This criteria - being able to sleep - is an important one for me. If I could devise a "pucker factor" edit: or "sleepless night" metric for my short term trades, I'd implement it.

For the long term buy and hold shares, I've been holding since 2012 and never experienced a sleepless night during the long hold (or the planned long hold from here).
 
Yes, we're sure. See Wash Sales and Options - Fairmark.com for instance:

Example: On March 31 you sell 100 shares of XYZ at a loss. On April 10 you buy a call option on XYZ stock. (A call option gives you the right to buy 100 shares.) The sale on March 31 is a wash sale.

It doesn’t matter whether the call option is in the money. This is an automatic rule. If you buy a call option in this period, you’ll have a wash sale. And that’s true even if you never exercise the option and acquire the stock.

And it's also true even if you do the trades in different accounts, as long as one of those accounts is not tax deferred.

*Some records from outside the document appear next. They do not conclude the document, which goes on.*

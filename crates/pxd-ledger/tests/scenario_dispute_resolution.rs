//! Disputes freeze a trade until staff decide it.
//!
//! GREEN when:
//! - A dispute can only be opened on a paid or completed trade, once.
//! - While disputed, neither party can move the trade and expiry skips it.
//! - Only staff resolve, and only for one side.
//! - Each (interrupted status, favored side) pair moves funds as documented
//!   and conserves funds including the commission pool.

use chrono::{DateTime, Duration, TimeZone, Utc};
use pxd_ledger::*;

const SELLER: AccountId = AccountId(1);
const BUYER: AccountId = AccountId(2);
const OTHER: AccountId = AccountId(3);

fn t0() -> DateTime<Utc> {
    Utc.with_ymd_and_hms(2026, 4, 5, 11, 0, 0).unwrap()
}

fn units(n: i64) -> Micros {
    Micros::from_units(n).unwrap()
}

fn total(l: &TradeLedger) -> Micros {
    l.accounts().map(Account::total).sum::<Micros>() + l.commission_pool()
}

fn paid_trade() -> (TradeLedger, OfferId, TradeId) {
    let mut l = TradeLedger::default();
    for id in [SELLER, BUYER, OTHER] {
        l.open_account(id, t0()).unwrap();
    }
    l.deposit(SELLER, units(100), t0()).unwrap();
    let offer = l
        .post_offer(
            NewOffer {
                owner: SELLER,
                side: Side::Sell,
                pair: CurrencyPair::new("USDT", "TRY"),
                price: units(34),
                amount: units(100),
                min_limit: units(10),
                max_limit: units(100),
                payment_methods: vec!["havale".into()],
            },
            t0(),
        )
        .unwrap();
    let trade = l.open_trade(offer, BUYER, units(40), t0()).unwrap();
    l.mark_paid(trade, Actor::User(BUYER), t0()).unwrap();
    (l, offer, trade)
}

fn completed_trade() -> (TradeLedger, OfferId, TradeId) {
    let (mut l, offer, trade) = paid_trade();
    l.confirm_receipt(trade, Actor::User(SELLER), t0()).unwrap();
    (l, offer, trade)
}

#[test]
fn dispute_requires_paid_or_completed() {
    let mut l = TradeLedger::default();
    l.open_account(SELLER, t0()).unwrap();
    l.open_account(BUYER, t0()).unwrap();
    l.deposit(SELLER, units(20), t0()).unwrap();
    let offer = l
        .post_offer(
            NewOffer {
                owner: SELLER,
                side: Side::Sell,
                pair: CurrencyPair::new("USDT", "TRY"),
                price: units(34),
                amount: units(20),
                min_limit: units(1),
                max_limit: units(20),
                payment_methods: vec![],
            },
            t0(),
        )
        .unwrap();
    let trade = l.open_trade(offer, BUYER, units(5), t0()).unwrap();

    let err = l
        .open_dispute(trade, Actor::User(BUYER), "changed my mind", t0())
        .unwrap_err();
    assert!(matches!(err, LedgerError::InvalidState { entity: "trade", .. }));
    assert!(l.dispute(trade).is_none());
}

#[test]
fn disputed_trade_is_frozen() {
    let (mut l, _, trade) = paid_trade();

    let err = l
        .open_dispute(trade, Actor::User(OTHER), "spam", t0())
        .unwrap_err();
    assert!(matches!(err, LedgerError::Unauthorized { .. }));

    l.open_dispute(trade, Actor::User(SELLER), "fiat never arrived", t0())
        .unwrap();
    let d = l.dispute(trade).unwrap();
    assert!(d.is_open());
    assert_eq!(d.interrupted, TradeStatus::Paid);
    assert_eq!(d.opened_by, Actor::User(SELLER));

    let err = l
        .confirm_receipt(trade, Actor::User(SELLER), t0())
        .unwrap_err();
    assert!(matches!(err, LedgerError::InvalidState { .. }));
    let err = l
        .open_dispute(trade, Actor::User(BUYER), "me too", t0())
        .unwrap_err();
    assert_eq!(err, LedgerError::DisputeExists { trade });

    assert!(l.expire_stale(t0() + Duration::days(1)).unwrap().is_empty());
    assert!(l.verify_integrity(), "{:?}", l.integrity_violations());
}

#[test]
fn only_staff_resolve_and_only_for_a_side() {
    let (mut l, _, trade) = paid_trade();
    l.open_dispute(trade, Actor::User(BUYER), "seller silent", t0())
        .unwrap();

    let err = l
        .resolve_dispute(trade, Resolution::FavorBuyer, Actor::User(BUYER), t0())
        .unwrap_err();
    assert!(matches!(err, LedgerError::Unauthorized { .. }));

    let err = l
        .resolve_dispute(trade, Resolution::None, Actor::Staff, t0())
        .unwrap_err();
    assert_eq!(err, LedgerError::InvalidResolution);
    assert_eq!(l.trade(trade).unwrap().status, TradeStatus::Disputed);
}

#[test]
fn paid_favor_buyer_settles() {
    let (mut l, offer, trade) = paid_trade();
    let before = total(&l);
    l.open_dispute(trade, Actor::User(BUYER), "seller silent", t0())
        .unwrap();
    l.resolve_dispute(trade, Resolution::FavorBuyer, Actor::Staff, t0() + Duration::hours(2))
        .unwrap();

    let t = l.trade(trade).unwrap();
    assert_eq!(t.status, TradeStatus::Completed);
    assert_eq!(t.commission, Micros::new(200_000));
    assert_eq!(l.account(BUYER).unwrap().available, Micros::new(39_800_000));
    assert_eq!(l.account(SELLER).unwrap().held, units(60));
    assert_eq!(l.offer(offer).unwrap().status, OfferStatus::Active);

    let d = l.dispute(trade).unwrap();
    assert_eq!(d.resolution, Resolution::FavorBuyer);
    assert_eq!(d.resolved_at, Some(t0() + Duration::hours(2)));

    assert_eq!(total(&l), before);
    assert!(l.verify_integrity(), "{:?}", l.integrity_violations());
}

#[test]
fn paid_favor_seller_returns_escrow() {
    let (mut l, offer, trade) = paid_trade();
    l.open_dispute(trade, Actor::User(SELLER), "chargeback", t0())
        .unwrap();
    l.resolve_dispute(trade, Resolution::FavorSeller, Actor::Staff, t0())
        .unwrap();

    let t = l.trade(trade).unwrap();
    assert_eq!(t.status, TradeStatus::Completed);
    assert_eq!(t.escrow, Micros::ZERO);
    assert_eq!(t.settled_at, None);
    assert_eq!(l.account(BUYER).unwrap().available, Micros::ZERO);
    assert_eq!(l.offer(offer).unwrap().remaining, units(100));
    assert_eq!(l.account(SELLER).unwrap().held, units(100));
    assert_eq!(l.commission_pool(), Micros::ZERO);
    assert_eq!(l.account(BUYER).unwrap().completed_trades, 0);
    assert_eq!(l.snapshot().completed_trades, 0, "nothing settled");
    assert!(l.verify_integrity(), "{:?}", l.integrity_violations());
}

#[test]
fn completed_favor_buyer_moves_nothing() {
    let (mut l, _, trade) = completed_trade();
    let buyer_before = l.account(BUYER).unwrap().clone();
    l.open_dispute(trade, Actor::User(BUYER), "receipt", t0()).unwrap();
    l.resolve_dispute(trade, Resolution::FavorBuyer, Actor::Staff, t0())
        .unwrap();
    assert_eq!(l.account(BUYER).unwrap(), &buyer_before);
    assert_eq!(l.commission_pool(), Micros::new(200_000));
    assert_eq!(l.snapshot().completed_trades, 1);
}

#[test]
fn completed_favor_seller_reverses_settlement() {
    let (mut l, _, trade) = completed_trade();
    let before = total(&l);
    l.open_dispute(trade, Actor::User(SELLER), "fraudulent payment", t0())
        .unwrap();
    l.resolve_dispute(trade, Resolution::FavorSeller, Actor::Staff, t0())
        .unwrap();

    assert_eq!(l.account(BUYER).unwrap().available, Micros::ZERO);
    assert_eq!(l.account(SELLER).unwrap().available, units(40));
    assert_eq!(l.commission_pool(), Micros::ZERO);
    let t = l.trade(trade).unwrap();
    assert_eq!(t.commission, Micros::ZERO);
    assert_eq!(t.settled_at, None);
    assert_eq!(l.commission_report(t0(), t0() + Duration::days(1)).trades, 0);

    assert_eq!(total(&l), before);
    assert!(l.verify_integrity(), "{:?}", l.integrity_violations());
}

#[test]
fn reversal_fails_when_buyer_already_withdrew() {
    let (mut l, _, trade) = completed_trade();
    l.withdraw(BUYER, units(39), t0()).unwrap();
    l.open_dispute(trade, Actor::Staff, "bank recall", t0()).unwrap();
    l.drain_events();

    let err = l
        .resolve_dispute(trade, Resolution::FavorSeller, Actor::Staff, t0())
        .unwrap_err();
    assert!(matches!(err, LedgerError::InsufficientFunds { account: BUYER, .. }));
    assert_eq!(l.trade(trade).unwrap().status, TradeStatus::Disputed);
    assert!(l.dispute(trade).unwrap().is_open());
    assert!(l.drain_events().is_empty());
    assert!(l.verify_integrity());
}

That is the opposite transaction and is clearly covered in the wash sale rule. In this case he sold a call and bought shares. Even your source says that situation isn't clear:

Suppose you’ve sold a call option at a loss. Buying another call option on the same stock within the wash sale period may be viewed as a wash sale even if the new call option has a different expiration or a different strike price. The IRS might assert that you have a wash sale if you buy XYZ stock, especially if the call was in the money when you sold it.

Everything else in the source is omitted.